(Collected data entries)

+ + + + + + +

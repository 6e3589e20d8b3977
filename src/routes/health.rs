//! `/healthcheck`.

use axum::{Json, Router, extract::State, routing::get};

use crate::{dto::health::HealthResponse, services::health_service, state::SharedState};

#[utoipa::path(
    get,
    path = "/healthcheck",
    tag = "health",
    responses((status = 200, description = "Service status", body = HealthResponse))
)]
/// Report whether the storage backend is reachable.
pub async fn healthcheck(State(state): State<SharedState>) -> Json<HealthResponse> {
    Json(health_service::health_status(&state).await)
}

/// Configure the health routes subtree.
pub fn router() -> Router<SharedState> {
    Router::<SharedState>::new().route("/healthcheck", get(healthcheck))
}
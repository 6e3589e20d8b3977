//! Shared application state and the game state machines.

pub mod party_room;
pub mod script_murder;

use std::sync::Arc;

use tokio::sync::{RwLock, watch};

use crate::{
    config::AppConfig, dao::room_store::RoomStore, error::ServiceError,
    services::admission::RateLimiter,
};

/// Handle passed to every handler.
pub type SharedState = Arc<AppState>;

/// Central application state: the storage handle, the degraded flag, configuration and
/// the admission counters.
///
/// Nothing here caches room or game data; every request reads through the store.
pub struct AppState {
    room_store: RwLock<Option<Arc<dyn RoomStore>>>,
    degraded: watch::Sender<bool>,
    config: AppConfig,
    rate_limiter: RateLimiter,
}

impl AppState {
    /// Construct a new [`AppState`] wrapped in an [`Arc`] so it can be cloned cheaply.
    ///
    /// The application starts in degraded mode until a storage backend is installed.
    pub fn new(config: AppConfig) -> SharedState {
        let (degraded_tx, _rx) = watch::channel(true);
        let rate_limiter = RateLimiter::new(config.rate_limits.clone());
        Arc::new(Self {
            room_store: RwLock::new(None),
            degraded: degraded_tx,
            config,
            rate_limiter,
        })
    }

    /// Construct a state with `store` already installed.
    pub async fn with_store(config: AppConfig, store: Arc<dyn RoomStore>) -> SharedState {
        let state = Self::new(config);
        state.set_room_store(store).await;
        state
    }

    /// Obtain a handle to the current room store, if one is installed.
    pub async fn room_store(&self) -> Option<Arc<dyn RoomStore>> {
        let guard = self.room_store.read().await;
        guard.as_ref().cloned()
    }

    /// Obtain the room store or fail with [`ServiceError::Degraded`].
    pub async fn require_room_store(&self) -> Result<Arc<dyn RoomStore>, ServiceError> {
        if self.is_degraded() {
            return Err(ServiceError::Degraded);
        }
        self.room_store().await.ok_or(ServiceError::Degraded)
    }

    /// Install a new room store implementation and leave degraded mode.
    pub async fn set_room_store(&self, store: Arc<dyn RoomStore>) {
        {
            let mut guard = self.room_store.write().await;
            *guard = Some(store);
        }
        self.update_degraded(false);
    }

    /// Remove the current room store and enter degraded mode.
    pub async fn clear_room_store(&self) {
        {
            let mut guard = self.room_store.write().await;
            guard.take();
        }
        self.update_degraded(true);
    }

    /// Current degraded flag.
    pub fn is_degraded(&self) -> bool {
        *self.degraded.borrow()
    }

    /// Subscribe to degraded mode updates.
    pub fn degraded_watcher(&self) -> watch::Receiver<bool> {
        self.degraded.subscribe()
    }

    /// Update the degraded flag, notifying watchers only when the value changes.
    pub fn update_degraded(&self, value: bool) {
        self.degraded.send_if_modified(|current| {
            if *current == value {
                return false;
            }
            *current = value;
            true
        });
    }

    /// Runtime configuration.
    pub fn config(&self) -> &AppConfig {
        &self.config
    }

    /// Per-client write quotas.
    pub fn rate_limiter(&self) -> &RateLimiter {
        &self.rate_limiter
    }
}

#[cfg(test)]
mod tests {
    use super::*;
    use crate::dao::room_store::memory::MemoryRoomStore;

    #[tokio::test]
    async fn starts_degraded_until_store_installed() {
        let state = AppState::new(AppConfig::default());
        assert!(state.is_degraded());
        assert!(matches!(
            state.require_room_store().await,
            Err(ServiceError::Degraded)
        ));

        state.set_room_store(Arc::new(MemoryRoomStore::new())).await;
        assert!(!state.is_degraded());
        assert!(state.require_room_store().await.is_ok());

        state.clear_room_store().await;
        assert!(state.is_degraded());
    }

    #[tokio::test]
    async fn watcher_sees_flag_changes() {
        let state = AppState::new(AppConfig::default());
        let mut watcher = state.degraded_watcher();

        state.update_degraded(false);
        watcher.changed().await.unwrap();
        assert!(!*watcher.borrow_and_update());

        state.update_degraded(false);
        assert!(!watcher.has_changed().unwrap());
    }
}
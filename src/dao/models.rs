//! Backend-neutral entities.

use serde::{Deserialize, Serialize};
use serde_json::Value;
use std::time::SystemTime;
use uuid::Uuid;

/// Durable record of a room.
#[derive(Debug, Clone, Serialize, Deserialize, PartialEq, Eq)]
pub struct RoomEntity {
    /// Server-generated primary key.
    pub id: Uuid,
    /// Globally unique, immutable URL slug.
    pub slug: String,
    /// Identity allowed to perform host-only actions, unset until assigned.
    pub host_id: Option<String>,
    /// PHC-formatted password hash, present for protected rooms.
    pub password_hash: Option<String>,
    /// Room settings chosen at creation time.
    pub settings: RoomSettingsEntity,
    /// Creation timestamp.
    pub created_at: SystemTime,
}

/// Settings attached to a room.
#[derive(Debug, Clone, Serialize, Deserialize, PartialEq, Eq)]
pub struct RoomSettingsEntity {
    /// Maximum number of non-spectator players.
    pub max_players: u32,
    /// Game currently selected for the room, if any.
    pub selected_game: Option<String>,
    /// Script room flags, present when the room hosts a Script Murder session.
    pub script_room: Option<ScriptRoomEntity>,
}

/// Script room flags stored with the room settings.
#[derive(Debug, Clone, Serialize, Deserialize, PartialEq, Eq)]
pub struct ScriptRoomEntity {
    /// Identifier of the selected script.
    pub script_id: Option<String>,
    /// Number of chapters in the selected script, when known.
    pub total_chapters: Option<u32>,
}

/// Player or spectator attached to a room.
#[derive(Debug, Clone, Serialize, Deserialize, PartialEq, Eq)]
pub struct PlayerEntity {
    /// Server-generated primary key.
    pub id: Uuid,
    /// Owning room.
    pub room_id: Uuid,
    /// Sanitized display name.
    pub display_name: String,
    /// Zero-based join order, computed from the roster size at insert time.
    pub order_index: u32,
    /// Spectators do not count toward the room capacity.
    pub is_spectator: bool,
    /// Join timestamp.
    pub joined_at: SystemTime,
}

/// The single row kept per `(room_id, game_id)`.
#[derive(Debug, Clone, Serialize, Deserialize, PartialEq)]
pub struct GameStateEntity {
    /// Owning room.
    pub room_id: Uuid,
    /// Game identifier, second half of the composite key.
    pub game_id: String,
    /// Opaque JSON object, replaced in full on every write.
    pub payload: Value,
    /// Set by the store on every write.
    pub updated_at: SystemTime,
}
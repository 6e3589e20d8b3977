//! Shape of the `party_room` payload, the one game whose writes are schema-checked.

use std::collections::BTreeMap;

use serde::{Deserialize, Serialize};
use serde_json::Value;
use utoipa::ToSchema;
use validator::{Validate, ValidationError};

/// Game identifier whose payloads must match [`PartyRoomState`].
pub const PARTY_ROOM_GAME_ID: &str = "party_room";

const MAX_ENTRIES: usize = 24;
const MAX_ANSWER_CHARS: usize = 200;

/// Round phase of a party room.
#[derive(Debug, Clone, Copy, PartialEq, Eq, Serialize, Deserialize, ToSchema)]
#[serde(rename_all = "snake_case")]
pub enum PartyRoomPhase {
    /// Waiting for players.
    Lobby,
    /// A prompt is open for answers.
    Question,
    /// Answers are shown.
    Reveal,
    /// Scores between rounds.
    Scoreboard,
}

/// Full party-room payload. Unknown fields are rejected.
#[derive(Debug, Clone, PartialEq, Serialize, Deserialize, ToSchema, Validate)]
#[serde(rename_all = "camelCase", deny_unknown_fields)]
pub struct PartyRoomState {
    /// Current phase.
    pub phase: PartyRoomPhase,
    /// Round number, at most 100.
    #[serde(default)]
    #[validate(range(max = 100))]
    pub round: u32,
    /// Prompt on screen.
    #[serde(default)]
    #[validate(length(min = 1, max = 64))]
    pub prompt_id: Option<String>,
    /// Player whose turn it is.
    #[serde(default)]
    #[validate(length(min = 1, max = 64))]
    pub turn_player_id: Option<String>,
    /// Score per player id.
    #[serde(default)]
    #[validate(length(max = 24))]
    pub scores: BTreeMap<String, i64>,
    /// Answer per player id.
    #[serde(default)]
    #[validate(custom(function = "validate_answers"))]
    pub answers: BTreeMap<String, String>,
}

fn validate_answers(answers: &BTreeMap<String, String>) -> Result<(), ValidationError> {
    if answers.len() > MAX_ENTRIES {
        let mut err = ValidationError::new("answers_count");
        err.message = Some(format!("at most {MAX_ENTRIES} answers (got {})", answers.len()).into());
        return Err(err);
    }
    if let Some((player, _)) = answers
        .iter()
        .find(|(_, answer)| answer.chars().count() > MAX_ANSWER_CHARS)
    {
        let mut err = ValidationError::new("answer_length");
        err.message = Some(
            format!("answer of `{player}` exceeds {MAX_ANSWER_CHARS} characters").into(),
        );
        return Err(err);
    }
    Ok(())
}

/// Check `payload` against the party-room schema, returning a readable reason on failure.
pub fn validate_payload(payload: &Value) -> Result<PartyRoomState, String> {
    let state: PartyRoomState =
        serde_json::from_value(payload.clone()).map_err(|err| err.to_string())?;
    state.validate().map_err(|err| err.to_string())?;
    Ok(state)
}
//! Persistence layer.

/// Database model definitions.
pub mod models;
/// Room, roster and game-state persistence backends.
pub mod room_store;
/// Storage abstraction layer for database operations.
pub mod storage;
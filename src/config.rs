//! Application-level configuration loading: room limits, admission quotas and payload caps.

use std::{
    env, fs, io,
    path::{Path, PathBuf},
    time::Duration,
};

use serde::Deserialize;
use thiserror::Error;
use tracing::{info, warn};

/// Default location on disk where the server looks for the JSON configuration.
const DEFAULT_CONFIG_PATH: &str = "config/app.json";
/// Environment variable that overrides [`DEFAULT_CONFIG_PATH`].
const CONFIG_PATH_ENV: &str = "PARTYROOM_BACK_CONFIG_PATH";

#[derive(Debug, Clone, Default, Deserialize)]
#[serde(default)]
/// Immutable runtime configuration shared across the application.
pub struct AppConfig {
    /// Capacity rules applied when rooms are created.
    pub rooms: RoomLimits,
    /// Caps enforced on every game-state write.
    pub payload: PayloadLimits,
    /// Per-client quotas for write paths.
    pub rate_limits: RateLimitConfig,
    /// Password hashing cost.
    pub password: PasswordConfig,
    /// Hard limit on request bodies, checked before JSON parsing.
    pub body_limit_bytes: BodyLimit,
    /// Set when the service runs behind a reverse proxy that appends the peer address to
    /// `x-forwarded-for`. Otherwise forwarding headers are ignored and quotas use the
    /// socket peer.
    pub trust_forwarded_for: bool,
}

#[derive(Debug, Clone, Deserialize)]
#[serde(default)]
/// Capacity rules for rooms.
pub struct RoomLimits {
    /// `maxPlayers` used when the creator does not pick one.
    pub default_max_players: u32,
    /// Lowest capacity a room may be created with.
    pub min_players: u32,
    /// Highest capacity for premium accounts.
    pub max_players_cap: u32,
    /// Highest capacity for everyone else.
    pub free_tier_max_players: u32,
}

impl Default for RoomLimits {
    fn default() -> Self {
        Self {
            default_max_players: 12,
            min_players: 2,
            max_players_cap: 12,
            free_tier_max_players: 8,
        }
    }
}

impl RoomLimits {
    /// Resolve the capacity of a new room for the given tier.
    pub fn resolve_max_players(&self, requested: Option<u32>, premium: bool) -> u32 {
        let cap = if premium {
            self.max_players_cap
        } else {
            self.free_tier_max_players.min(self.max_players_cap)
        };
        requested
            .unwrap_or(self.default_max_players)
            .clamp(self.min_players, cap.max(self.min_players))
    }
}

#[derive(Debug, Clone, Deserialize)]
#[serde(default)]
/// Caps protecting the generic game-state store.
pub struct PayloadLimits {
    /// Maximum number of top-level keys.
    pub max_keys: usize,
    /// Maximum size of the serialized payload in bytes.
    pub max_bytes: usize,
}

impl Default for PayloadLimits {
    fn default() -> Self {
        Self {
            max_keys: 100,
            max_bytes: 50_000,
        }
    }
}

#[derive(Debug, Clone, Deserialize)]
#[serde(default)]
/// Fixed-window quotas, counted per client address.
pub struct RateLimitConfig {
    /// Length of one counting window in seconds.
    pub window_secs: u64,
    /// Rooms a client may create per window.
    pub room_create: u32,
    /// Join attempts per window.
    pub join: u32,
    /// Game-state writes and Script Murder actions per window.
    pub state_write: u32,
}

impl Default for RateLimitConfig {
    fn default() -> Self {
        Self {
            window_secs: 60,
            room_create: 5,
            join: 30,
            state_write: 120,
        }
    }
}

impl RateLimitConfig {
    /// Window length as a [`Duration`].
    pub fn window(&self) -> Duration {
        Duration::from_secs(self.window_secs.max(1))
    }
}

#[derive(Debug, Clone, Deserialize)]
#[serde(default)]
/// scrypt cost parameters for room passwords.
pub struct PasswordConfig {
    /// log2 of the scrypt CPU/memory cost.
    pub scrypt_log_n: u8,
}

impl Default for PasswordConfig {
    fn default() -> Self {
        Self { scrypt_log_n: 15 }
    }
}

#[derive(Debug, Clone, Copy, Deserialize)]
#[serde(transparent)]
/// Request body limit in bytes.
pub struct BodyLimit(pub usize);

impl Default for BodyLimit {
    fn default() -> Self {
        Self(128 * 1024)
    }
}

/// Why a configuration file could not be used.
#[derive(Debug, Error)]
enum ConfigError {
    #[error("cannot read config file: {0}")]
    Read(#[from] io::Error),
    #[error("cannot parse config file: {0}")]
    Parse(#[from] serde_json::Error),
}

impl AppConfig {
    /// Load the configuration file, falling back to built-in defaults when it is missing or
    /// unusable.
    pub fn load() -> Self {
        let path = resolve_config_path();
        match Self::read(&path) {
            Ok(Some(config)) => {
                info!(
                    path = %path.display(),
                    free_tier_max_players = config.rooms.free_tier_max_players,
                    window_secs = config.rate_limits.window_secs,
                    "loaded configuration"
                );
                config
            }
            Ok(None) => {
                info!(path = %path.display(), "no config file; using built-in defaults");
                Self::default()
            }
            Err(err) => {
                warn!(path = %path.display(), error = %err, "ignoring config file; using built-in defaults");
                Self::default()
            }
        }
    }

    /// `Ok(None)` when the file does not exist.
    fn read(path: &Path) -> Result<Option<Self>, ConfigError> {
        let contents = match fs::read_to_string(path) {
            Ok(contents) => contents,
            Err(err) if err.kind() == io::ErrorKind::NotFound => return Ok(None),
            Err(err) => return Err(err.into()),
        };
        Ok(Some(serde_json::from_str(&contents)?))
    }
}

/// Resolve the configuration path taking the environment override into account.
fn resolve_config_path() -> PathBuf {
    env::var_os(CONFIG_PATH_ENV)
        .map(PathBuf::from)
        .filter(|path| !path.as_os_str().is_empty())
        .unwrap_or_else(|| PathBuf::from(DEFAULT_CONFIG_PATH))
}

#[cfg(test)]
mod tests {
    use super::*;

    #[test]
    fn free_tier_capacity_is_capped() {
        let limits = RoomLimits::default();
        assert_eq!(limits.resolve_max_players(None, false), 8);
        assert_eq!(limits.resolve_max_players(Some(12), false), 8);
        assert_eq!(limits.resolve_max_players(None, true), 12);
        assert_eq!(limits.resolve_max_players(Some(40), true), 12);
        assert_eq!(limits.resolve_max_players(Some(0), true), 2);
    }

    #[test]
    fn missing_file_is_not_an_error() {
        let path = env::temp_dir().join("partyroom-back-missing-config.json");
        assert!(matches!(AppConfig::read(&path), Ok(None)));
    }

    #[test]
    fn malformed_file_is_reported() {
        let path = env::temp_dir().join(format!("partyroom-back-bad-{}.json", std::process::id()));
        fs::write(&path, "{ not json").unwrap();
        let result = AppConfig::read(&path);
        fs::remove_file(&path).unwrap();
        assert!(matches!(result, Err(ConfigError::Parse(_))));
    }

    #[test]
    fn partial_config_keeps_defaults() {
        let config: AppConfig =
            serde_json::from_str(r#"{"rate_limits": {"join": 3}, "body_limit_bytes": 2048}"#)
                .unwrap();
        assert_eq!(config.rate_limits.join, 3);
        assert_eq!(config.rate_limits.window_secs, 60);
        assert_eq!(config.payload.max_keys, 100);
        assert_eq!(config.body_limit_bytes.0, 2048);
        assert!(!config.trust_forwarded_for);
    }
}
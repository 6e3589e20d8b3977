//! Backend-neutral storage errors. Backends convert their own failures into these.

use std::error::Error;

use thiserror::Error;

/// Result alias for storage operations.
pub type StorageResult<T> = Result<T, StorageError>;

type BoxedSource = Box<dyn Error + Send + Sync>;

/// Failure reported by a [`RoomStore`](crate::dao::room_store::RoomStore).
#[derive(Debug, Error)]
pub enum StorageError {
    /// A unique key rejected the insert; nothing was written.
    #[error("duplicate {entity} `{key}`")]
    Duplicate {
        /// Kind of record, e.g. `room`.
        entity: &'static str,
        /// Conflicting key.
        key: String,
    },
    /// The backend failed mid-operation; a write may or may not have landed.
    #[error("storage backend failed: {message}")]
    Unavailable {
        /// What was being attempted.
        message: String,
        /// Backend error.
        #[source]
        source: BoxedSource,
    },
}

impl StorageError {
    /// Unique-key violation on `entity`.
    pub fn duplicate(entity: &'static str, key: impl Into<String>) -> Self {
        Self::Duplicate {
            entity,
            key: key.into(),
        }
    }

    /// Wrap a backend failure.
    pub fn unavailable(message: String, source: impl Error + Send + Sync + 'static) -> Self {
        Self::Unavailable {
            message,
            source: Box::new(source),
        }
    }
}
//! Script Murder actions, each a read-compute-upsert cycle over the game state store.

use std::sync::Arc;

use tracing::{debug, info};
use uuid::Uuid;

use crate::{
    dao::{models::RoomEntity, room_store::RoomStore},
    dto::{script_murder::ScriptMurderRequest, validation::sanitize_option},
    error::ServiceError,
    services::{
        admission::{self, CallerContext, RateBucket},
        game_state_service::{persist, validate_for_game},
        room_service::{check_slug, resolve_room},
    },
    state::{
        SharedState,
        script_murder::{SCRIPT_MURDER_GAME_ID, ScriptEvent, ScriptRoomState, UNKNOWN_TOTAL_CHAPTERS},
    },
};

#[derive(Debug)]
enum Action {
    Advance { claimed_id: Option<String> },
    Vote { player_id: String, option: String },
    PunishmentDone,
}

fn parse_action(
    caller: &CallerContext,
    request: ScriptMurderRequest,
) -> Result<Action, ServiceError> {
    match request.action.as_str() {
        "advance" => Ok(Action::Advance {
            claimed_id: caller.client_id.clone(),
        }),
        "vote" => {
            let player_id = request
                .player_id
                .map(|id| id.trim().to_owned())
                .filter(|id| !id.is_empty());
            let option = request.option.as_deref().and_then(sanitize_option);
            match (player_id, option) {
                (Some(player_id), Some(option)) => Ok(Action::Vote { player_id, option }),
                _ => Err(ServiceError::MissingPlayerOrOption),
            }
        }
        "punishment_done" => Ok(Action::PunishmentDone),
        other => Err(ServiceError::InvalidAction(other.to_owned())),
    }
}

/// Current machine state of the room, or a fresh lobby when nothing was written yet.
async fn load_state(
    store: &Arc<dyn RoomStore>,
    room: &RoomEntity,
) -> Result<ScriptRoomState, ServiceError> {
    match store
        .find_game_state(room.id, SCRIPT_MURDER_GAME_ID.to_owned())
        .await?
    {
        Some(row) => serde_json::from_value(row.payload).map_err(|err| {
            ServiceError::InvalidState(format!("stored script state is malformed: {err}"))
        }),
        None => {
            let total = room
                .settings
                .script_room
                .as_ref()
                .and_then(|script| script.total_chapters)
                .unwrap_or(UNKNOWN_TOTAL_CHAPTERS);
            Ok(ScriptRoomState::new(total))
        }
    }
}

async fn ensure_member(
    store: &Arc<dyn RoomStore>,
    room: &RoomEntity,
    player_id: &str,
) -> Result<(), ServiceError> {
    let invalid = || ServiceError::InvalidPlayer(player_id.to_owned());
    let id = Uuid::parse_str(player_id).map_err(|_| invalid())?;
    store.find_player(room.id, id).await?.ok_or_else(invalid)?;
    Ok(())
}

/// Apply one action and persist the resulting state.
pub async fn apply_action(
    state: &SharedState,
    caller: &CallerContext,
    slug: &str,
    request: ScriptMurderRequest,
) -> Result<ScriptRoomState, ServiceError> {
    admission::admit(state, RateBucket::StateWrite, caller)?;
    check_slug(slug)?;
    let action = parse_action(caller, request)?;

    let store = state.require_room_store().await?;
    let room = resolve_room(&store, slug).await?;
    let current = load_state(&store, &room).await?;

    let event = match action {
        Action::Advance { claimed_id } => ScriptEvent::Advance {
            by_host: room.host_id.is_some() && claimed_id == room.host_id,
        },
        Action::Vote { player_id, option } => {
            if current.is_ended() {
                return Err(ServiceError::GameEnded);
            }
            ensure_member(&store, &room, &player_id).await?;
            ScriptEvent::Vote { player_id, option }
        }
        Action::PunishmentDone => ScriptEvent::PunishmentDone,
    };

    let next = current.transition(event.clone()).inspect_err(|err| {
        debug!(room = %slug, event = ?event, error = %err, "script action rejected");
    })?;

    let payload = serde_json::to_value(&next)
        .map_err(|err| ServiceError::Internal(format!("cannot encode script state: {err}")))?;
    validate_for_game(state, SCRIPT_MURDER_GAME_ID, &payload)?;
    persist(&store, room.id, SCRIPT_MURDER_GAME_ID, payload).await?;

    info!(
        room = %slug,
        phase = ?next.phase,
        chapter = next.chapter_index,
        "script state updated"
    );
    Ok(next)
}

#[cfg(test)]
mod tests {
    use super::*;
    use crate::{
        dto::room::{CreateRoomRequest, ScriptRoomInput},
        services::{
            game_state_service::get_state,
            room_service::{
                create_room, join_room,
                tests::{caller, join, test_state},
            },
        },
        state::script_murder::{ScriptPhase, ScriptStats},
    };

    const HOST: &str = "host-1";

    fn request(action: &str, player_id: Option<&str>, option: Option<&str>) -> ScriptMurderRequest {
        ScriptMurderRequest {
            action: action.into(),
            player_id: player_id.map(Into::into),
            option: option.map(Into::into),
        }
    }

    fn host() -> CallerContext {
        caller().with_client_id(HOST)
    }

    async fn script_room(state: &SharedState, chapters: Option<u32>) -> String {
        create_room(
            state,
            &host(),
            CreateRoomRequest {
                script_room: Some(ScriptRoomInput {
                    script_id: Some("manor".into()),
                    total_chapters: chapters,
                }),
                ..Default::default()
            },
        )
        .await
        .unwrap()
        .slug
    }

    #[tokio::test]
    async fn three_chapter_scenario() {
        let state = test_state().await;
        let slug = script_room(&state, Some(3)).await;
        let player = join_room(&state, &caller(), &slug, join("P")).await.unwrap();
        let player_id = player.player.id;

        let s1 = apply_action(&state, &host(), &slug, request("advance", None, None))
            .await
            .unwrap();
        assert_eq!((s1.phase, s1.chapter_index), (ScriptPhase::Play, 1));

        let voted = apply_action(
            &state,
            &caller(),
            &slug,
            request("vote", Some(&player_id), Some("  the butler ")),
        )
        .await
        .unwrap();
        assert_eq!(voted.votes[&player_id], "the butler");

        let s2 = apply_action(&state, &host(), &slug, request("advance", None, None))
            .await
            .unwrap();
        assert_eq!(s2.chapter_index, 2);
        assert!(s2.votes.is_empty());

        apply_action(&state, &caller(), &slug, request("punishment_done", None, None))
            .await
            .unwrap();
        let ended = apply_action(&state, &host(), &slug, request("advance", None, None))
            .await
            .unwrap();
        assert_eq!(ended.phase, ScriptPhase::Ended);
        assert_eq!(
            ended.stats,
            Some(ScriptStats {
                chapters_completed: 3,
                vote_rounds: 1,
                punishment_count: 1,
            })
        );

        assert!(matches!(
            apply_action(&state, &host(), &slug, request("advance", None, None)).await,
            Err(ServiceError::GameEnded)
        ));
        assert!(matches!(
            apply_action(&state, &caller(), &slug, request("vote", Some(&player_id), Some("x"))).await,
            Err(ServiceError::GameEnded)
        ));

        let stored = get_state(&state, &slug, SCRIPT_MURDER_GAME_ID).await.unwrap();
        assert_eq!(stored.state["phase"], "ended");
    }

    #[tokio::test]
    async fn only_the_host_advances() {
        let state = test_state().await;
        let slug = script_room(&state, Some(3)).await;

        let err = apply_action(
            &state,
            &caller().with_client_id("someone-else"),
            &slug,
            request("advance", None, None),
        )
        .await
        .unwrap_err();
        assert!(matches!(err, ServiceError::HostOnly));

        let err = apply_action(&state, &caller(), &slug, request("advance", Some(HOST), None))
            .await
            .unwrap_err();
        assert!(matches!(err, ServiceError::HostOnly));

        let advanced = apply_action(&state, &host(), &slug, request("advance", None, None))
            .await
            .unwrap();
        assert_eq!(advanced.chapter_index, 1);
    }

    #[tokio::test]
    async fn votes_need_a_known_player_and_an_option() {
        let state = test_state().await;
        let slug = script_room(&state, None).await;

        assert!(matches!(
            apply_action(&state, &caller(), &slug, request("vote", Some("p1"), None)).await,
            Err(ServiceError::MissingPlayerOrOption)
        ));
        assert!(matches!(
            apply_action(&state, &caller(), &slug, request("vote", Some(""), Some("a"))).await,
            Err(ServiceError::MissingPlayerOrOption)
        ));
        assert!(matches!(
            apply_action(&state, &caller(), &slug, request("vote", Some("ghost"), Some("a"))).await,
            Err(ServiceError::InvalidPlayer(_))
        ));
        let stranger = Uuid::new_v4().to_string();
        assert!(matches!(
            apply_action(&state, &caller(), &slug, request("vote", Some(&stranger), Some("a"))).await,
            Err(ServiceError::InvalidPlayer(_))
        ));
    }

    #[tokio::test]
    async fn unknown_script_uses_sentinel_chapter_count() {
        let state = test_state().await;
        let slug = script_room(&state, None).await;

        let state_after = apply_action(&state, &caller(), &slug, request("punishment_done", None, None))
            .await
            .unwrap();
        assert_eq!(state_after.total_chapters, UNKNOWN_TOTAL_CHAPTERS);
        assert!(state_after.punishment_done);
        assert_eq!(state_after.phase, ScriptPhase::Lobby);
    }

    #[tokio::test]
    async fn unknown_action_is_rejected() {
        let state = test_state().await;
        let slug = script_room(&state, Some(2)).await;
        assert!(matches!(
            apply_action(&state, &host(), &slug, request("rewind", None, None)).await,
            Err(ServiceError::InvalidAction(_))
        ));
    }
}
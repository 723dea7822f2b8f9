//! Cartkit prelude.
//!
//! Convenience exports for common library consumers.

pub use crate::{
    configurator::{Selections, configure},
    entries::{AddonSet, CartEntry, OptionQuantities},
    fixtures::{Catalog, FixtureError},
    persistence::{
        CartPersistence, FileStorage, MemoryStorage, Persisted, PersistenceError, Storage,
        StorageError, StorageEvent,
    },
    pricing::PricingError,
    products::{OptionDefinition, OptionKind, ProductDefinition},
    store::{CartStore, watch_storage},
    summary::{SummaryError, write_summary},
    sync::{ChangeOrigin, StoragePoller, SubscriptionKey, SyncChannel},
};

+ + + + + + +

■ **What the task requires**:
Your answer should be one number, the count of lines in the entries holding the string "timestamp".

■ **Solution to this problem**:
2